Instructions to follow:
Among the lines below, how many have the word "Success"? The reply is that number alone.

Entries supplied:
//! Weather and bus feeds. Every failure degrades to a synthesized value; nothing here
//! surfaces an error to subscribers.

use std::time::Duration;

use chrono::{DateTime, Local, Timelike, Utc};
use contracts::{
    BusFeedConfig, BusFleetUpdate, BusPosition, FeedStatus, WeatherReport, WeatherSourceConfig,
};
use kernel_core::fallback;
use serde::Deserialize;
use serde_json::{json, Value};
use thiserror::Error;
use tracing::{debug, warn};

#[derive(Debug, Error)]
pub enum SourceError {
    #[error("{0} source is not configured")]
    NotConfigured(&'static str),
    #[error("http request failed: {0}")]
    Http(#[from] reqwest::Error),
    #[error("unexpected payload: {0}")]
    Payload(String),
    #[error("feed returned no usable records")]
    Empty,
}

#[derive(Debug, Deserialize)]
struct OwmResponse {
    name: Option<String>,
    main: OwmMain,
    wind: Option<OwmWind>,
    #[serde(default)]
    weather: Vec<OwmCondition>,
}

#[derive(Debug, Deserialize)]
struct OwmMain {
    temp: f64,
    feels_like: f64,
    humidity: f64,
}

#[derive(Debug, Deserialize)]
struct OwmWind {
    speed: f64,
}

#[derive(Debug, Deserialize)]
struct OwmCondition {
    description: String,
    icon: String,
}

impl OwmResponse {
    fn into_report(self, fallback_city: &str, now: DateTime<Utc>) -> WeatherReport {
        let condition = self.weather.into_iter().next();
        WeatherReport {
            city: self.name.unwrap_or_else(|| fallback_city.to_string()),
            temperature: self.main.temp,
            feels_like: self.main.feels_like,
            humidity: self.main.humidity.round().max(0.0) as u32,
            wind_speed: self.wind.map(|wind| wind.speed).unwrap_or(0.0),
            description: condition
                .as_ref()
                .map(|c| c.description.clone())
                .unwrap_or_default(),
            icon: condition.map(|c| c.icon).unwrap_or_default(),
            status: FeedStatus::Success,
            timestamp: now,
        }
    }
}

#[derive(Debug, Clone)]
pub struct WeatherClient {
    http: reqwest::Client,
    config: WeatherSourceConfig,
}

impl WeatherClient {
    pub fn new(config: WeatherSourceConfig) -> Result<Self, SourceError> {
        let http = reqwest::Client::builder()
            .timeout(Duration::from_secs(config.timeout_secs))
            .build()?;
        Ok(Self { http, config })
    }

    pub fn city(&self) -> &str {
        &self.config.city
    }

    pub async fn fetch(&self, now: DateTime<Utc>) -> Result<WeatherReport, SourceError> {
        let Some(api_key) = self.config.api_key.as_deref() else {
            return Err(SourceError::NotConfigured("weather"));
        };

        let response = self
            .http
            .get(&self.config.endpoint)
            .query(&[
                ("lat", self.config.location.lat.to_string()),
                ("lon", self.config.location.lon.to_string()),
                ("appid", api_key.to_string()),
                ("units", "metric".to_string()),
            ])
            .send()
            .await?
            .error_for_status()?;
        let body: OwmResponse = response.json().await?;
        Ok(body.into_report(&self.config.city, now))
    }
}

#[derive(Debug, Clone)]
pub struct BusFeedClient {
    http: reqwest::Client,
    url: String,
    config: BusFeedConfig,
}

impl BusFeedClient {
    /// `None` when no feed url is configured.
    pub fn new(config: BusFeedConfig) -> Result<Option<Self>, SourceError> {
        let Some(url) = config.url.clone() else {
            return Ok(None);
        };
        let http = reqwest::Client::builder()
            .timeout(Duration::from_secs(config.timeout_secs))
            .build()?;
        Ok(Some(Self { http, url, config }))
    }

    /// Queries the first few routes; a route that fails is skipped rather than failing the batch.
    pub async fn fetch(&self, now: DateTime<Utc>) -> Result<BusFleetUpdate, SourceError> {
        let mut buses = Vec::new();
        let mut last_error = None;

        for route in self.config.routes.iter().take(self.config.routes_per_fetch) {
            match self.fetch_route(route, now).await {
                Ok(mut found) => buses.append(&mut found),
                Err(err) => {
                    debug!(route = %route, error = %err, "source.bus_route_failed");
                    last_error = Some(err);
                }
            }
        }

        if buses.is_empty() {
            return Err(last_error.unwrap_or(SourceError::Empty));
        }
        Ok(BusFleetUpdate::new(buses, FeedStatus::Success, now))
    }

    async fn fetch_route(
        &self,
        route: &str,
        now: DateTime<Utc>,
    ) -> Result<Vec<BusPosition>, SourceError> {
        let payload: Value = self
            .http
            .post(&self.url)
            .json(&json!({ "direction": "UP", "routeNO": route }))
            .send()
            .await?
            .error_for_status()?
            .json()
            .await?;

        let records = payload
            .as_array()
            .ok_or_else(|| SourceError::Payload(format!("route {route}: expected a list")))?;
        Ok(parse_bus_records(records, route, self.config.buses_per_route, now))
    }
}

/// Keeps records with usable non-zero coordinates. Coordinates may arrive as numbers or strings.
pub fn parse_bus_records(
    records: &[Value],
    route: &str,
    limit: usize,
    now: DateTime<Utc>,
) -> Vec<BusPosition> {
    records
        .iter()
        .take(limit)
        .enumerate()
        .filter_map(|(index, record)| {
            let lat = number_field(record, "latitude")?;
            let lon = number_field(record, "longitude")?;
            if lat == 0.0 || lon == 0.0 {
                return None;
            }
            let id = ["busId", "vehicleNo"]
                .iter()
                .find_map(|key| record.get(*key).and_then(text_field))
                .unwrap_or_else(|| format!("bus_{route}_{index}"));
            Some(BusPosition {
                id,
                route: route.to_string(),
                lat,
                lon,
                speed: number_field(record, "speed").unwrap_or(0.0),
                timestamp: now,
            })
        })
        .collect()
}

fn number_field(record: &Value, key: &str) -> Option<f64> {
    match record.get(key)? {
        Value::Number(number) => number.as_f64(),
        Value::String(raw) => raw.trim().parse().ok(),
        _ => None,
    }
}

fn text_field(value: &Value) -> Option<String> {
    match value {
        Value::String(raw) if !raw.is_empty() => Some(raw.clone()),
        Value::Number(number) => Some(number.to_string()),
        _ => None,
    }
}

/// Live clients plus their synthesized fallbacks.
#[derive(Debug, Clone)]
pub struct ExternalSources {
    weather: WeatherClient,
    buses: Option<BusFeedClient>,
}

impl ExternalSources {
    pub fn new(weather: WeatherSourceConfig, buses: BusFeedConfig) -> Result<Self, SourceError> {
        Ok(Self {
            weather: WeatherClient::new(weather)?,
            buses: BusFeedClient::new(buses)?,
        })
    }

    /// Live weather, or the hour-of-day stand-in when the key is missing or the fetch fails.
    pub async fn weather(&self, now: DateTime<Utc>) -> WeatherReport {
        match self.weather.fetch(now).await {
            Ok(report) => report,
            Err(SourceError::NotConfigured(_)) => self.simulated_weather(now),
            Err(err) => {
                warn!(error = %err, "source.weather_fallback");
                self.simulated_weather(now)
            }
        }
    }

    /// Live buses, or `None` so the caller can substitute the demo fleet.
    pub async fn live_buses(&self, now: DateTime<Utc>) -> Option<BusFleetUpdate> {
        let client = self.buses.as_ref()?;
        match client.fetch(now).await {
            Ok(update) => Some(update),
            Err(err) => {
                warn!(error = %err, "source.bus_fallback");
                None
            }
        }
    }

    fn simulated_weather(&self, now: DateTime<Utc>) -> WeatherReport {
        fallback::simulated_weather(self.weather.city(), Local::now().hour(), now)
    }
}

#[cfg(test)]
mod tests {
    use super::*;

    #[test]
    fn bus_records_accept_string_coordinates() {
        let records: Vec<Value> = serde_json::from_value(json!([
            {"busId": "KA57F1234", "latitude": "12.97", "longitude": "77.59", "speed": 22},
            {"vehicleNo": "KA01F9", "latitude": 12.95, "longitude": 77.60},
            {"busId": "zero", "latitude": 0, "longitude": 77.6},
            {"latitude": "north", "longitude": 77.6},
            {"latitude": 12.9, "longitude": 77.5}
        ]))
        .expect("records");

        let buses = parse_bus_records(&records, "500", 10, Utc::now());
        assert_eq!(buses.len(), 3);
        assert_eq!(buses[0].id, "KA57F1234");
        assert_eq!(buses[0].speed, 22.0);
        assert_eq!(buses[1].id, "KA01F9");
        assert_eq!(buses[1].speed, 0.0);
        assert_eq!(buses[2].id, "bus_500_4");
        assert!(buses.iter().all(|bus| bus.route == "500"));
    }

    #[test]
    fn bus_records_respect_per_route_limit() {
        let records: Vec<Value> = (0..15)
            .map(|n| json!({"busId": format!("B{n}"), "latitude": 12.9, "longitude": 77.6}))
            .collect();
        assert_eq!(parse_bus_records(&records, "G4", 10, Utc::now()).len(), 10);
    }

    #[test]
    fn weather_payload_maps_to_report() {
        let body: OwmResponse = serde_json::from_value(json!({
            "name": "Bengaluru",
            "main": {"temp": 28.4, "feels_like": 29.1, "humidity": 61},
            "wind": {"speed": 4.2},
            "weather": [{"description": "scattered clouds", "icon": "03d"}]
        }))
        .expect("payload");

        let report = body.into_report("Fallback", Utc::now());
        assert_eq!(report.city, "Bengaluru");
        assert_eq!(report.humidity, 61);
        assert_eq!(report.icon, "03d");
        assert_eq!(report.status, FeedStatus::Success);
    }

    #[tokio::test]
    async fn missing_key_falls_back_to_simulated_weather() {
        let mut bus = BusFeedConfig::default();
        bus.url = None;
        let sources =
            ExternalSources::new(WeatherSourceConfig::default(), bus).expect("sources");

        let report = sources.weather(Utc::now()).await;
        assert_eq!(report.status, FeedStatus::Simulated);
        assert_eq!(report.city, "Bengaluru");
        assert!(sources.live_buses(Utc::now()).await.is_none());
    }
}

Task output:
3